(Stored dataset items)
□ □ □ □ □

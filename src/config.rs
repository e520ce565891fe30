//! TOML configuration.
//!
//! ```toml
//! [gesture]
//! min_tap_duration_ms = 50
//! tap_slop = 12.0
//!
//! [controller]
//! reticle_visible = true
//! light_receiving_bitmask = 1
//!
//! [dispatch]
//! channel_capacity = 1000
//! ```
//!
//! Every key is optional. Missing keys fall back to their defaults.

use serde::{Deserialize, Serialize};
use std::path::{Path, PathBuf};
use tracing::{debug, info, warn};

use crate::controller::ControllerSettings;
use crate::dispatch::DispatchSettings;
use crate::gesture::GestureSettings;

const CONFIG_DIR: &str = "openinput";
const CONFIG_FILE: &str = "config.toml";

// Config errors
#[derive(Debug, thiserror::Error)]
pub enum ConfigError {
    #[error("Config file {path} could not be accessed: {source}")]
    Io {
        path: PathBuf,
        #[source]
        source: std::io::Error,
    },

    #[error("Failed to parse config file: {0}")]
    Parse(#[from] toml::de::Error),

    #[error("Failed to serialize config: {0}")]
    Serialize(#[from] toml::ser::Error),
}

#[derive(Deserialize, Serialize, Clone, Debug, Default, PartialEq)]
#[serde(default)]
pub struct InputConfig {
    pub gesture: GestureSettings,
    pub controller: ControllerSettings,
    pub dispatch: DispatchSettings,
}

impl InputConfig {
    /// `<config_dir>/openinput/config.toml`, or the working directory when the
    /// platform has no config dir.
    pub fn default_path() -> PathBuf {
        let mut path = dirs::config_dir().unwrap_or_else(|| {
            warn!("Could not determine config directory, using current directory");
            PathBuf::from(".")
        });
        path.push(CONFIG_DIR);
        path.push(CONFIG_FILE);
        path
    }

    pub async fn load(path: impl AsRef<Path>) -> Result<Self, ConfigError> {
        let path = path.as_ref();
        let content = tokio::fs::read_to_string(path)
            .await
            .map_err(|source| ConfigError::Io {
                path: path.to_path_buf(),
                source,
            })?;
        let config = toml::from_str(&content)?;
        debug!("Loaded config from {}", path.display());
        Ok(config)
    }

    /// Loads the default config file. A missing or broken file never stops
    /// startup; defaults are used instead.
    pub async fn load_or_default() -> Self {
        let path = Self::default_path();
        match tokio::fs::try_exists(&path).await {
            Ok(true) => {}
            Ok(false) => {
                info!("No config at {}, using defaults", path.display());
                return Self::default();
            }
            Err(e) => {
                warn!("Could not check config at {}: {}", path.display(), e);
                return Self::default();
            }
        }

        match Self::load(&path).await {
            Ok(config) => {
                info!("Using config from {}", path.display());
                config
            }
            Err(e) => {
                warn!("{}, using defaults", e);
                Self::default()
            }
        }
    }

    pub async fn save(&self, path: impl AsRef<Path>) -> Result<(), ConfigError> {
        let path = path.as_ref();
        let io_error = |source| ConfigError::Io {
            path: path.to_path_buf(),
            source,
        };

        if let Some(parent) = path.parent() {
            tokio::fs::create_dir_all(parent).await.map_err(io_error)?;
        }
        let content = toml::to_string_pretty(self)?;
        tokio::fs::write(path, content).await.map_err(io_error)?;
        info!("Config saved to {}", path.display());
        Ok(())
    }
}

#[cfg(test)]
mod tests {
    use super::*;
    use crate::gesture::DEFAULT_MIN_TAP_DURATION_MS;

    #[test]
    fn test_defaults() {
        let config = InputConfig::default();
        assert_eq!(config.gesture.min_tap_duration_ms, DEFAULT_MIN_TAP_DURATION_MS);
        assert!(config.controller.reticle_visible);
        assert_eq!(config.controller.light_receiving_bitmask, 0x1);
        assert_eq!(config.dispatch.channel_capacity, 1000);
    }

    #[test]
    fn test_partial_file_keeps_other_defaults() {
        let config: InputConfig = toml::from_str(
            r#"
            [gesture]
            min_tap_duration_ms = 80

            [controller]
            reticle_visible = false
            "#,
        )
        .unwrap();

        assert_eq!(config.gesture.min_tap_duration_ms, 80);
        assert_eq!(config.gesture.tap_slop, 12.0);
        assert!(!config.controller.reticle_visible);
        assert!(config.controller.controller_visible);
        assert_eq!(config.dispatch, DispatchSettings::default());
    }

    #[tokio::test]
    async fn test_save_then_load() {
        let dir = tempfile::tempdir().unwrap();
        let path = dir.path().join("nested").join("config.toml");

        let mut config = InputConfig::default();
        config.controller.light_receiving_bitmask = 0b101;
        config.dispatch.stats_interval_secs = 5;
        config.save(&path).await.unwrap();

        assert_eq!(InputConfig::load(&path).await.unwrap(), config);
    }

    #[tokio::test]
    async fn test_missing_file_is_io_error() {
        let dir = tempfile::tempdir().unwrap();
        let result = InputConfig::load(dir.path().join("absent.toml")).await;
        assert!(matches!(result, Err(ConfigError::Io { .. })));
    }

    #[tokio::test]
    async fn test_malformed_file_is_parse_error() {
        let dir = tempfile::tempdir().unwrap();
        let path = dir.path().join("config.toml");
        tokio::fs::write(&path, "[gesture\nmin_tap_duration_ms = ").await.unwrap();

        assert!(matches!(InputConfig::load(&path).await, Err(ConfigError::Parse(_))));
    }
}
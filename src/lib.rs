//! Input event routing and touch gesture recognition.
//!
//! ```text
//! NativeTransport ──► DispatchPump ──► EventRouter ──► listeners
//!                                          │
//!                                 ControllerFacade (click / hover, forward vector)
//!
//! TouchSample ──► GestureRecognizer ──► GestureEvent
//! ```

pub mod config;
pub mod controller;
pub mod dispatch;
pub mod event;
pub mod gesture;
pub mod native;
pub mod router;
pub mod scene;

pub use config::{ConfigError, InputConfig};
pub use controller::{ClickListener, ControllerError, ControllerFacade, ControllerSettings, HoverListener};
pub use dispatch::{Dispatcher, DispatchSettings, PumpError, PumpHandle};
pub use event::{CategoryId, EventCategory, InputEvent};
pub use gesture::{GestureEvent, GestureRecognizer, GestureSettings};
pub use native::{LoopbackTransport, NativeHandle, NativeTransport, TransportError};
pub use router::{EventListener, EventRouter, ListenerHandle, ListenerRegistry, ListenerToken, RouterError};
pub use scene::{NodeRegistry, SceneNodes};
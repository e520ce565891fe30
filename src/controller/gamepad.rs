//! Gamepad collector (feature `gamepad`)
//!
//! Polls gilrs, folds its events into a [`ControllerSnapshot`] for the active
//! gamepad and forwards the diffed raw batches to the dispatch channel.
//!
//! ```text
//! gilrs ──► GamepadCollector ──► SnapshotTracker ──[Vec<InputEvent>]──► DispatchPump
//! ```

use chrono::Local;
use gilrs::{Axis, Button, Event, EventType, Gamepad, GamepadId, Gilrs, PowerInfo};
use statum::{machine, state};
use tokio::sync::mpsc;
use tokio_util::sync::CancellationToken;
use tracing::{debug, error, info, warn};

use super::snapshot::{ButtonStates, ControllerSnapshot, InputSource, SnapshotTracker};
use crate::event::{DeviceId, InputEvent};

// Collector settings
#[derive(Clone, Debug)]
pub struct GamepadSettings {
    pub device: DeviceId,
    pub thumbstick_deadzone: f32,
}

impl Default for GamepadSettings {
    fn default() -> Self {
        Self {
            device: DeviceId(1),
            thumbstick_deadzone: 0.05,
        }
    }
}

// Collector errors
#[derive(Debug, thiserror::Error)]
pub enum CollectorError {
    #[error("Failed to initialize gamepad input: {0}")]
    InitializationError(String),

    #[error("Failed to send batch: {0}")]
    BatchSendError(String),
}

#[state]
#[derive(Debug, Clone)]
pub enum CollectorState {
    Initializing,
    Collecting,
}

#[machine]
#[derive(Debug)]
pub struct GamepadCollector<S: CollectorState> {
    gilrs: Gilrs,
    active_gamepad: Option<GamepadId>,
    settings: GamepadSettings,
    snapshot: ControllerSnapshot,
    tracker: SnapshotTracker,
    batch_sender: mpsc::Sender<Vec<InputEvent>>,
}

impl<S: CollectorState> GamepadCollector<S> {
    pub fn settings(&self) -> &GamepadSettings {
        &self.settings
    }

    pub fn snapshot(&self) -> &ControllerSnapshot {
        &self.snapshot
    }
}

impl GamepadCollector<Initializing> {
    pub fn create(
        settings: Option<GamepadSettings>,
        batch_sender: mpsc::Sender<Vec<InputEvent>>,
    ) -> Result<Self, CollectorError> {
        let settings = settings.unwrap_or_default();
        debug!("Creating gamepad collector with settings: {:?}", settings);

        let gilrs = match Gilrs::new() {
            Ok(g) => {
                info!("Successfully initialized gilrs");
                g
            }
            Err(e) => {
                error!("Failed to initialize gilrs: {}", e);
                return Err(CollectorError::InitializationError(e.to_string()));
            }
        };

        let mut tracker = SnapshotTracker::new();
        tracker.register_device(settings.device);
        let snapshot = ControllerSnapshot::new(settings.device);

        Ok(Self::new(gilrs, None, settings, snapshot, tracker, batch_sender))
    }

    /// Picks the first connected gamepad and moves to collecting.
    pub fn initialize(mut self) -> GamepadCollector<Collecting> {
        let gamepads: Vec<(GamepadId, Gamepad<'_>)> = self.gilrs.gamepads().collect();

        match gamepads.first() {
            None => warn!("No gamepad connected, waiting for one"),
            Some((id, gamepad)) => {
                info!("Found {} gamepads, selected {} ({})", gamepads.len(), gamepad.name(), id);
                self.active_gamepad = Some(*id);
                self.snapshot.connected = true;
                self.snapshot.battery_percent = battery_percent(gamepad.power_info());
            }
        }

        info!("Gamepad collector initialized, transitioning to Collecting state");
        self.transition()
    }
}

impl GamepadCollector<Collecting> {
    /// Drains pending gilrs events and forwards the resulting batch.
    /// Returns the number of raw events sent.
    pub fn collect_pending(&mut self) -> Result<usize, CollectorError> {
        let mut changed = false;
        while let Some(Event { id, event, .. }) = self.gilrs.next_event() {
            match self.active_gamepad {
                Some(active) if active != id => {
                    debug!("Skipping event from non-active gamepad: {:?}", id);
                    continue;
                }
                None => {
                    info!("Adopting gamepad {} as active", id);
                    self.active_gamepad = Some(id);
                }
                _ => {}
            }

            if let EventType::Connected = event {
                self.snapshot.battery_percent = battery_percent(self.gilrs.gamepad(id).power_info());
            }
            changed |= fold_event(&mut self.snapshot, event, self.settings.thumbstick_deadzone);
        }

        if !changed {
            return Ok(0);
        }

        let batch = self.tracker.process([self.snapshot.clone()]);
        let count = batch.len();
        if count > 0 {
            self.batch_sender
                .try_send(batch)
                .map_err(|e| CollectorError::BatchSendError(e.to_string()))?;
        }
        Ok(count)
    }

    pub fn run_collection_loop(&mut self, cancel: CancellationToken) {
        info!("Starting gamepad collection loop");

        let mut event_count = 0usize;
        let mut last_log_time = Local::now();
        let log_interval = chrono::Duration::seconds(10);

        while !cancel.is_cancelled() {
            match self.collect_pending() {
                Ok(sent) => event_count += sent,
                Err(e) => error!("Error collecting gamepad input: {}", e),
            }

            let now = Local::now();
            if now - last_log_time > log_interval {
                info!(
                    "Gamepad collector stats: {} events in last {} seconds",
                    event_count,
                    log_interval.num_seconds()
                );
                event_count = 0;
                last_log_time = now;
            }

            std::thread::sleep(std::time::Duration::from_millis(1));
        }
        info!("Gamepad collection loop stopped");
    }
}

pub struct GamepadHandle {
    task: tokio::task::JoinHandle<()>,
    cancel: CancellationToken,
}

impl GamepadHandle {
    /// Starts the collector on a blocking task. Must be called inside a tokio runtime.
    pub fn spawn(
        settings: Option<GamepadSettings>,
        batch_sender: mpsc::Sender<Vec<InputEvent>>,
        cancel: CancellationToken,
    ) -> Result<Self, CollectorError> {
        let collector = GamepadCollector::create(settings, batch_sender)?;
        let stop = cancel.clone();
        let task = tokio::task::spawn_blocking(move || {
            let mut collecting = collector.initialize();
            collecting.run_collection_loop(stop);
        });
        info!("Gamepad collector started");
        Ok(Self { task, cancel })
    }

    pub async fn shutdown(self) {
        self.cancel.cancel();
        if let Err(e) = self.task.await {
            error!("Gamepad collector task failed: {}", e);
        }
    }
}

/// Applies one gilrs event to the snapshot. Returns whether anything changed.
fn fold_event(snapshot: &mut ControllerSnapshot, event: EventType, deadzone: f32) -> bool {
    match event {
        EventType::ButtonPressed(button, _) => {
            map_button(button).is_some_and(|source| set_pressed(&mut snapshot.buttons, source, true))
        }
        EventType::ButtonReleased(button, _) => {
            map_button(button).is_some_and(|source| set_pressed(&mut snapshot.buttons, source, false))
        }
        EventType::ButtonChanged(Button::RightTrigger2, value, _) => {
            replace(&mut snapshot.index_trigger, value)
        }
        EventType::ButtonChanged(Button::LeftTrigger2, value, _) => {
            replace(&mut snapshot.hand_trigger, value)
        }
        EventType::AxisChanged(Axis::LeftStickX, value, _) => {
            replace(&mut snapshot.thumbstick.x, apply_deadzone(value, deadzone))
        }
        EventType::AxisChanged(Axis::LeftStickY, value, _) => {
            replace(&mut snapshot.thumbstick.y, apply_deadzone(value, deadzone))
        }
        EventType::Connected => {
            info!("Gamepad connected");
            !std::mem::replace(&mut snapshot.connected, true)
        }
        EventType::Disconnected => {
            warn!("Gamepad disconnected");
            snapshot.buttons = ButtonStates::default();
            std::mem::replace(&mut snapshot.connected, false)
        }
        _ => false,
    }
}

fn replace(slot: &mut f32, value: f32) -> bool {
    let changed = *slot != value;
    *slot = value;
    changed
}

fn set_pressed(buttons: &mut ButtonStates, source: InputSource, pressed: bool) -> bool {
    let slot = match source {
        InputSource::ButtonA => &mut buttons.a,
        InputSource::ButtonB => &mut buttons.b,
        InputSource::TriggerIndex => &mut buttons.trigger_index,
        InputSource::TriggerHand => &mut buttons.trigger_hand,
        InputSource::Thumbstick => &mut buttons.thumbstick,
        InputSource::None => return false,
    };
    std::mem::replace(slot, pressed) != pressed
}

// Helper function to map gilrs Button to an input source
fn map_button(button: Button) -> Option<InputSource> {
    match button {
        Button::South => Some(InputSource::ButtonA),
        Button::East => Some(InputSource::ButtonB),
        Button::RightTrigger2 => Some(InputSource::TriggerIndex),
        Button::LeftTrigger2 => Some(InputSource::TriggerHand),
        Button::LeftThumb => Some(InputSource::Thumbstick),
        _ => None,
    }
}

fn battery_percent(power: PowerInfo) -> u8 {
    match power {
        PowerInfo::Discharging(level) | PowerInfo::Charging(level) => level.min(100),
        PowerInfo::Charged | PowerInfo::Wired => 100,
        PowerInfo::Unknown => 0,
    }
}

// Rescales values outside the deadzone back to the full range
fn apply_deadzone(value: f32, deadzone: f32) -> f32 {
    if value.abs() < deadzone {
        0.0
    } else {
        let sign = if value < 0.0 { -1.0 } else { 1.0 };
        sign * (value.abs() - deadzone) / (1.0 - deadzone)
    }
}
//! Click synthesis.
//!
//! A `Clicked` event is produced when a source releases on the same target it
//! pressed on. Pressing again on another target replaces the pending press, and
//! releasing elsewhere (drag-off) cancels the click.

use chrono::{DateTime, Local};
use std::collections::HashMap;
use tracing::{debug, warn};

use crate::event::{ButtonEvent, ClickPhase, DeviceId, NodeId, SourceId};

#[derive(Clone, Debug)]
struct PendingClick {
    target: Option<NodeId>,
    pressed_at: DateTime<Local>,
}

/// Per-source pending press state. Sources never affect each other.
#[derive(Debug, Default)]
pub struct ClickTracker {
    pending: HashMap<(DeviceId, SourceId), PendingClick>,
}

impl ClickTracker {
    pub fn new() -> Self {
        Self::default()
    }

    /// Feeds one raw button event and returns what should be delivered for it,
    /// in order: the event itself, followed by a synthesized `Clicked` when the
    /// release completes a click. Orphan releases and raw `Clicked` events
    /// produce nothing.
    pub fn track(&mut self, event: ButtonEvent) -> Vec<ButtonEvent> {
        let key = (event.device, event.source);
        match event.phase {
            ClickPhase::Down => {
                if let Some(previous) = self.pending.get(&key) {
                    if previous.target != event.target {
                        debug!(
                            "{} {} pressed again on {:?}, dropping pending press on {:?}",
                            event.device, event.source, event.target, previous.target
                        );
                    }
                }
                self.pending.insert(
                    key,
                    PendingClick {
                        target: event.target,
                        pressed_at: event.timestamp,
                    },
                );
                vec![event]
            }
            ClickPhase::Up => match self.pending.remove(&key) {
                None => {
                    debug!(
                        "Dropping Up from {} {} without a preceding Down",
                        event.device, event.source
                    );
                    Vec::new()
                }
                Some(pending) if pending.target == event.target => {
                    let held = event.timestamp - pending.pressed_at;
                    debug!(
                        "Click on {:?} from {} {} after {}ms",
                        event.target,
                        event.device,
                        event.source,
                        held.num_milliseconds()
                    );
                    let clicked = ButtonEvent {
                        phase: ClickPhase::Clicked,
                        ..event.clone()
                    };
                    vec![event, clicked]
                }
                Some(pending) => {
                    debug!(
                        "{} {} released on {:?} after pressing {:?}, no click",
                        event.device, event.source, event.target, pending.target
                    );
                    vec![event]
                }
            },
            ClickPhase::Clicked => {
                warn!(
                    "Ignoring Clicked from transport ({} {}); clicks are synthesized",
                    event.device, event.source
                );
                Vec::new()
            }
        }
    }

    /// Target of the pending press for a source, if any.
    pub fn pending_target(&self, device: DeviceId, source: SourceId) -> Option<Option<NodeId>> {
        self.pending.get(&(device, source)).map(|pending| pending.target)
    }

    pub fn clear(&mut self) {
        self.pending.clear();
    }
}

□ □ □ □ □

The required output is the stretch of entries above from the line containing "if previous.target != event.target" through the line containing "pressed again on", reproduced exactly.

                    if previous.target != event.target {
                        debug!(
                            "{} {} pressed again on {:?}, dropping pending press on {:?}",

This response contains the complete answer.